Everything works as expected and had been working for any of the services we have!
However, when I create an ICMP rule on the WAN to allow ICMP echo requests ("out of courtesy"), I observe the behaviour above.

Do you have any clue about this strange intermittent ping behaviour?

Thank you in advance!

Derelict

Need to see a packet capture illustrating this behavior. Probably something weird with the virtual infrastructure. Based on the information given there's no way to know if it's a WAN-side or LAN-side problem.

rebi

I will try to capture something more useful ... but from what I've tried:

on the reverse proxy side, iptraf-ng does not say anything while pings fail
on the pfSense side though, if I record the traffic (package capture), I simply have "No response seen to ICMP request" packets when having a look with wireshark

Edit: While searching for the problem, I've found another person with a similar problem in the french forum: https://forum.netgate.com/topic/63030/probl%C3%A8me-ping-simultan%C3%A9-sur-2-virtual-ip

Derelict

That isn't telling us much. We need to see packet captures on the inside and the outside interfaces and we need to know exactly what you are testing and what interface we're looking at. Start at the WAN. Do you see the pings arrive? Is there a response? Who is ARPing for whom? Be sure you do exactly what it takes to duplicate the issue.

Then do the same thing but capture on the inside. Is that NAT happening? Are the pings being sent? Is there a response? Who is ARPing for whom?

Does it work if you eliminate the 1:1 NAT and pass the pings to the pre-NAT address on the WAN?

stephenw10

I would ignore that other thread. That's a very old pfSense version running in a very old ESXi version. Any problems they might have been hitting back then are unlikely to apply now.

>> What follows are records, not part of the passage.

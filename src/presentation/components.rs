//! Component collection
//!
//! Components are stateless renderers that receive state as parameters.

use ratatui::prelude::*;

use crate::core::state::AppState;

pub mod home;

pub use home::HomeScreen;

/// Collection of all components
pub struct Components {
    pub home: HomeScreen,
}

impl Components {
    pub fn new() -> Self {
        Self {
            home: HomeScreen::new(),
        }
    }

    /// Render all components over the whole frame
    pub fn render(&self, frame: &mut Frame, state: &AppState) {
        let area = frame.area();
        self.home.view(state, frame, area);
    }
}

impl Default for Components {
    fn default() -> Self {
        Self::new()
    }
}
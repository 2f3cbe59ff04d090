use serde::{Deserialize, Serialize};

/// Messages specific to FeedState. Indices are card indices, i.e. catalog positions.
#[derive(Debug, Clone, PartialEq, Eq, Serialize, Deserialize)]
pub enum FeedMsg {
    ScrollUp,
    ScrollDown,
    ScrollToTop,
    ScrollToBottom,
    Select(usize),
    Deselect,
    /// The "more actions" glyph of a card was activated.
    MenuTapped(usize),
}
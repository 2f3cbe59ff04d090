//! Panic reporting
//!
//! Release builds write a human-panic crash dump. Debug builds print a full
//! better-panic backtrace. Both restore the terminal first and log the report.

use std::panic::{self, PanicHookInfo};

use color_eyre::config::{HookBuilder, PanicHook};
use color_eyre::eyre::Result;
use tracing::error;

use crate::infrastructure::tui::real::restore_terminal;

pub fn initialize_panic_handler() -> Result<()> {
    let (panic_hook, eyre_hook) = HookBuilder::default()
        .panic_section(format!(
            "This is a bug. Consider reporting it at {}",
            env!("CARGO_PKG_REPOSITORY")
        ))
        .capture_span_trace_by_default(false)
        .display_location_section(false)
        .display_env_section(false)
        .into_hooks();
    eyre_hook.install()?;

    panic::set_hook(Box::new(move |info| {
        if let Err(e) = restore_terminal() {
            error!("Unable to restore terminal: {e:?}");
        }

        let report = panic_hook.panic_report(info).to_string();
        error!("Error: {}", strip_ansi_escapes::strip_str(&report));

        report_to_user(&panic_hook, info);
        std::process::exit(libc::EXIT_FAILURE);
    }));
    Ok(())
}

#[cfg(not(debug_assertions))]
fn report_to_user(panic_hook: &PanicHook, info: &PanicHookInfo<'_>) {
    use human_panic::{handle_dump, print_msg, Metadata};

    let meta = Metadata::new(env!("CARGO_PKG_NAME"), env!("CARGO_PKG_VERSION"))
        .authors(env!("CARGO_PKG_AUTHORS").replace(':', ", "))
        .homepage(env!("CARGO_PKG_HOMEPAGE"));
    let dump = handle_dump(&meta, info);
    if let Err(e) = print_msg(dump, &meta) {
        error!("Unable to print crash report: {e}");
    }
    eprintln!("{}", panic_hook.panic_report(info));
}

#[cfg(debug_assertions)]
fn report_to_user(_panic_hook: &PanicHook, info: &PanicHookInfo<'_>) {
    better_panic::Settings::auto()
        .most_recent_first(false)
        .lineno_suffix(true)
        .verbosity(better_panic::Verbosity::Full)
        .create_panic_handler()(info);
}
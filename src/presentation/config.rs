//! UI configuration
//!
//! This module contains configuration for UI appearance and behavior.

pub mod keybindings;
pub mod strings;
pub mod styles;
pub mod thumbnails;

// Re-export for convenience
pub use keybindings::KeyBindings;
pub use strings::Strings;
pub use styles::Styles;
pub use thumbnails::Thumbnails;
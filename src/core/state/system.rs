use crate::core::{
    cmd::{Cmd, TuiCommand},
    msg::system::SystemMsg,
};

/// System-related state
#[derive(Debug, Clone, Default)]
pub struct SystemState {
    pub should_quit: bool,
    pub should_suspend: bool,
    pub status_message: Option<String>,
}

impl SystemState {
    /// Quit and suspend are flags for the runner; they need no redraw.
    pub fn update(&mut self, msg: SystemMsg) -> Vec<Cmd> {
        match msg {
            SystemMsg::Quit => {
                self.should_quit = true;
                vec![]
            }

            SystemMsg::Suspend => {
                self.should_suspend = true;
                vec![]
            }

            SystemMsg::Resume => {
                self.should_suspend = false;
                vec![Cmd::RequestRender]
            }

            SystemMsg::Resize(width, height) => {
                vec![Cmd::Tui(TuiCommand::Resize { width, height })]
            }

            SystemMsg::UpdateStatusMessage(message) => {
                self.status_message = Some(message);
                vec![Cmd::RequestRender]
            }

            SystemMsg::ClearStatusMessage => {
                if self.status_message.take().is_some() {
                    vec![Cmd::RequestRender]
                } else {
                    vec![]
                }
            }

            SystemMsg::ShowError(error) => {
                self.status_message = Some(format!("Error: {error}"));
                vec![Cmd::RequestRender]
            }
        }
    }
}
//! Integration layer
//!
//! Wires the Elm core, the terminal and the presentation layer together.

pub mod app_runner;
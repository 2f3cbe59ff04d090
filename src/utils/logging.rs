//! Logging utilities
//!
//! The terminal belongs to the UI, so every record goes to a file instead.

use std::fs::{self, File};
use std::path::PathBuf;

use color_eyre::eyre::Result;
use tracing_error::ErrorLayer;
use tracing_subscriber::{
    filter::EnvFilter, prelude::__tracing_subscriber_SubscriberExt, util::SubscriberInitExt,
    Layer,
};

use super::paths::{get_data_dir, LOG_ENV, LOG_FILE};

/// Where `initialize_logging` writes.
pub fn log_path() -> PathBuf {
    get_data_dir().join(LOG_FILE.as_str())
}

/// Picks the first of `RUST_LOG`, then `HELLONEWS_LOGLEVEL`, then `hellonews=info`.
fn filter_directive(rust_log: Option<String>, app_log: Option<String>) -> String {
    rust_log
        .or(app_log)
        .unwrap_or_else(|| format!("{}=info", env!("CARGO_CRATE_NAME")))
}

/// Sends `log` and `tracing` records to `<data dir>/hellonews.log`.
pub fn initialize_logging() -> Result<()> {
    let path = log_path();
    if let Some(directory) = path.parent() {
        fs::create_dir_all(directory)?;
    }
    let log_file = File::create(&path)?;

    let directive = filter_directive(
        std::env::var("RUST_LOG").ok(),
        std::env::var(LOG_ENV.as_str()).ok(),
    );
    let file_layer = tracing_subscriber::fmt::layer()
        .with_file(true)
        .with_line_number(true)
        .with_writer(log_file)
        .with_target(false)
        .with_ansi(false)
        .with_filter(EnvFilter::new(directive));

    tracing_subscriber::registry()
        .with(file_layer)
        .with(ErrorLayer::default())
        .init();
    log::info!("logging to {}", path.display());
    Ok(())
}
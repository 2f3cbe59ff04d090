//! The fixed set of posts displayed on the home screen.
//!
//! Posts are partitioned by position: the first post is the hero, the next
//! [`ARTICLE_GROUP_LEN`] posts are secondary articles and everything after
//! them is an audio story.

use std::collections::HashMap;
use std::ops::Range;

use serde::Serialize;
use thiserror::Error;

use super::post::{Author, ImageId, Metadata, Post};

pub const ARTICLE_GROUP_LEN: usize = 3;
/// Hero plus a full article group.
pub const MIN_CATALOG_LEN: usize = 1 + ARTICLE_GROUP_LEN;

pub const HERO_INDEX: usize = 0;
const ARTICLE_RANGE: Range<usize> = 1..MIN_CATALOG_LEN;

#[derive(Debug, Clone, PartialEq, Eq, Error)]
pub enum CatalogError {
    #[error("catalog too small: {len} posts, at least {min} are required")]
    TooSmall { len: usize, min: usize },
    #[error("duplicate post id {id:?} at positions {first} and {second}")]
    DuplicateId {
        id: String,
        first: usize,
        second: usize,
    },
}

#[derive(Debug, Clone, PartialEq, Eq, Serialize)]
#[serde(transparent)]
pub struct Catalog {
    posts: Vec<Post>,
}

impl Catalog {
    /// Validates `posts` and freezes them into a catalog.
    pub fn new(posts: Vec<Post>) -> Result<Self, CatalogError> {
        if posts.len() < MIN_CATALOG_LEN {
            return Err(CatalogError::TooSmall {
                len: posts.len(),
                min: MIN_CATALOG_LEN,
            });
        }

        let mut seen: HashMap<&str, usize> = HashMap::with_capacity(posts.len());
        for (index, post) in posts.iter().enumerate() {
            if let Some(&first) = seen.get(post.id.as_str()) {
                return Err(CatalogError::DuplicateId {
                    id: post.id.clone(),
                    first,
                    second: index,
                });
            }
            seen.insert(post.id.as_str(), index);
        }

        Ok(Self { posts })
    }

    /// The built-in sample catalog.
    pub fn sample() -> Result<Self, CatalogError> {
        Self::new(sample_posts())
    }

    pub fn posts(&self) -> &[Post] {
        &self.posts
    }

    pub fn len(&self) -> usize {
        self.posts.len()
    }

    /// Always false; kept for API symmetry with `len`.
    pub fn is_empty(&self) -> bool {
        self.posts.is_empty()
    }

    pub fn get(&self, index: usize) -> Option<&Post> {
        self.posts.get(index)
    }

    pub fn hero(&self) -> &Post {
        &self.posts[HERO_INDEX]
    }

    pub fn articles(&self) -> &[Post] {
        &self.posts[ARTICLE_RANGE]
    }

    pub fn audio(&self) -> &[Post] {
        &self.posts[MIN_CATALOG_LEN..]
    }
}

fn post(
    id: &str,
    title: &str,
    author: &Author,
    date: &str,
    read_time_minutes: u32,
    image: &str,
) -> Post {
    Post {
        id: id.to_string(),
        title: title.to_string(),
        subtitle: String::new(),
        url: String::new(),
        metadata: Metadata {
            author: author.clone(),
            date: date.to_string(),
            read_time_minutes,
        },
        image_id: ImageId::new(image),
    }
}

/// The seven sample posts: one hero, three articles, three audio stories.
pub fn sample_posts() -> Vec<Post> {
    // Authors are news outlets rather than individuals.
    let seasonal = Author::new("Seasonal Sagas", "");
    let morning = Author::new("Morning Break", "");
    let culture = Author::new("Science Culture", "");
    let animal = Author::new("The Bees", "");
    let egg = Author::new("Cracking the Egg", "");
    let cinematic = Author::new("Light Labs", "");

    vec![
        post(
            "84eb677660d9",
            "The Wonderful Architectures of This Winter Season",
            &seasonal,
            "20 days ago",
            5,
            "thumbnail_1",
        ),
        post(
            "7446d8dfd7dc",
            "Creating Butterflies With New Transparent Ink",
            &culture,
            "1 month ago",
            10,
            "thumbnail_2",
        ),
        post(
            "ac552dcc1741",
            "Timeless Architecture, Through Decades and Seasons",
            &seasonal,
            "10 days ago",
            15,
            "thumbnail_3",
        ),
        post(
            "dc523f0ed25c",
            "The New Method to Making Breakfast Crepes",
            &morning,
            "1 day ago",
            15,
            "thumbnail_4",
        ),
        post(
            "55db18283aca",
            "Wondering Hour: A Childhood Story, Grizzly Bears, and A Sunset in the Distance",
            &animal,
            "July 24, 2021",
            20,
            "thumbnail_5",
        ),
        post(
            "3f1e9b06c2d7",
            "The Stories and Adventures That We Carry Into 2022",
            &egg,
            "18 hours ago",
            23,
            "thumbnail_6",
        ),
        post(
            "b80a4c5d19e3",
            "Episode 11 - Science Based Tools For Sleep, Alertness, and Learning",
            &cinematic,
            "1 day ago",
            45,
            "thumbnail_7",
        ),
    ]
}
//! Series accumulation shared by the kernels.
//!
//! Every kernel follows the same discipline: run the series at a working
//! precision `wp` with a few guard digits, truncate each freshly produced
//! term and the accumulator back to `wp` digits, and account for every
//! truncation plus the series tail in an explicit error budget. The caller
//! shifts the accumulated sum by the budget in the rounding direction, so
//! the returned bound provably encloses the true value.

use crate::common::consts::ONE;
use crate::defs::Error;
use crate::defs::Exponent;
use crate::defs::RoundingMode;
use crate::defs::Sign;
use crate::num::DigitNumber;

/// Generator of consecutive series terms.
pub(crate) trait TermGen {
    /// Produces the next term at working precision `wp`.
    fn next(&mut self, wp: usize) -> Result<DigitNumber, Error>;
}

/// Adds terms to `first` until a term's magnitude drops to `B^thr` or
/// below. Returns the accumulated sum and the number of terms consumed.
pub(crate) fn series_sum<G: TermGen>(
    first: DigitNumber,
    gen: &mut G,
    wp: usize,
    thr: Exponent,
) -> Result<(DigitNumber, usize), Error> {
    let mut acc = first;
    let mut niter = 0usize;
    loop {
        let t = gen.next(wp)?;
        niter += 1;
        if t.is_zero() || t.exponent() <= thr {
            break;
        }
        acc = acc.add(&t).truncate(wp, RoundingMode::Down);
    }
    Ok((acc, niter))
}

/// `B^k` as a number.
pub(crate) fn base_pow(k: Exponent) -> DigitNumber {
    DigitNumber::from_parts(&[1], k + 1, Sign::Pos)
}

/// `count * B^k` as a number, the shape every error budget takes.
pub(crate) fn err_bound(count: u64, k: Exponent) -> DigitNumber {
    DigitNumber::from_u64(count.max(1)).scale(k)
}

// Terms of atanh(t): t^(2n+1) / (2n+1).
struct AtanhTermGen {
    pow: DigitNumber,
    t2: DigitNumber,
    n: u64,
}

impl TermGen for AtanhTermGen {
    fn next(&mut self, wp: usize) -> Result<DigitNumber, Error> {
        self.pow = self.pow.mul(&self.t2).truncate(wp, RoundingMode::Down);
        self.n += 2;
        self.pow.divide(&DigitNumber::from_u64(self.n), wp, RoundingMode::Down)
    }
}

/// Partial sum of `atanh(t) = t + t^3/3 + t^5/5 + ...` for `0 <= t < 1/2`.
pub(crate) fn atanh_series(
    t: &DigitNumber,
    wp: usize,
    thr: Exponent,
) -> Result<(DigitNumber, usize), Error> {
    if t.is_zero() {
        return Ok((DigitNumber::zero(), 0));
    }
    let t2 = t.mul(t).truncate(wp, RoundingMode::Down);
    let mut gen = AtanhTermGen {
        pow: t.clone(),
        t2,
        n: 1,
    };
    series_sum(t.clone(), &mut gen, wp, thr)
}

// Terms of atan(t): (-1)^n * t^(2n+1) / (2n+1).
struct AtanTermGen {
    pow: DigitNumber,
    t2neg: DigitNumber,
    n: u64,
}

impl TermGen for AtanTermGen {
    fn next(&mut self, wp: usize) -> Result<DigitNumber, Error> {
        self.pow = self.pow.mul(&self.t2neg).truncate(wp, RoundingMode::Down);
        self.n += 2;
        self.pow.divide(&DigitNumber::from_u64(self.n), wp, RoundingMode::Down)
    }
}

/// Partial sum of `atan(1/d) = 1/d - 1/(3 d^3) + 1/(5 d^5) - ...` for an
/// integer `d > 1`.
pub(crate) fn atan_inv_series(
    d: &DigitNumber,
    wp: usize,
    thr: Exponent,
) -> Result<(DigitNumber, usize), Error> {
    let t = ONE.divide(d, wp, RoundingMode::Down)?;
    let t2neg = t.mul(&t).truncate(wp, RoundingMode::Down).neg();
    let mut gen = AtanTermGen {
        pow: t.clone(),
        t2neg,
        n: 1,
    };
    series_sum(t, &mut gen, wp, thr)
}
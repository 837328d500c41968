//! Deserialization of DigitNumber.

use core::fmt::Formatter;

use crate::num::DigitNumber;
use crate::parser::parse_decimal;
use serde::de::Error;
use serde::de::Visitor;
use serde::{Deserialize, Deserializer};

pub struct DigitNumberVisitor {}

impl<'de> Deserialize<'de> for DigitNumber {
    fn deserialize<D: Deserializer<'de>>(deserializer: D) -> Result<Self, D::Error> {
        deserializer.deserialize_any(DigitNumberVisitor {})
    }
}

impl<'de> Visitor<'de> for DigitNumberVisitor {
    type Value = DigitNumber;

    fn expecting(&self, formatter: &mut Formatter) -> core::fmt::Result {
        write!(formatter, "expect `String` or `Number`")
    }

    fn visit_u64<E: Error>(self, v: u64) -> Result<Self::Value, E> {
        Ok(DigitNumber::from_u64(v))
    }

    fn visit_i64<E: Error>(self, v: i64) -> Result<Self::Value, E> {
        Ok(DigitNumber::from_i64(v))
    }

    fn visit_str<E: Error>(self, v: &str) -> Result<Self::Value, E> {
        match parse_decimal(v) {
            Ok(o) => Ok(o),
            Err(e) => Err(Error::custom(format!("{e:?}"))),
        }
    }

    fn visit_string<E: Error>(self, v: String) -> Result<Self::Value, E> {
        self.visit_str(&v)
    }
}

If you pcap on the pfSense LAN interfaces and see the ping requests being forwarded to the correct internal IP and MAC then check on that VM to see if they are actually arriving there.

Steve

rebi

Blimey! Case got quite weird ... but seems like nothing related to pfSense :)

Of course, I had tried this first from two machines but they were my laptop and another desktop machine at home (HPs if that matters) ... so, after I spent quite some time looking at packets without any clues, while trying to capture yet another one, I run the ping from a server console (data center) that was handily open and it worked ok. That's how I got suspicious ... then ping from the router itself (my home) was ok, ping from a windows server (office network) was ok, ping from a colleague's laptop (his home) was NOT ok. Today I asked the same colleague to do the same test from his laptop in the office network ... it was ok :) So, after talking with him I figured out we used different models same vendor routers at home (mine is using vendor's firmware, his is openwrt-based if that matters) as well as places where I tested and it worked, routers were pfSense and Mikrotik (and probably Cisco in the data center).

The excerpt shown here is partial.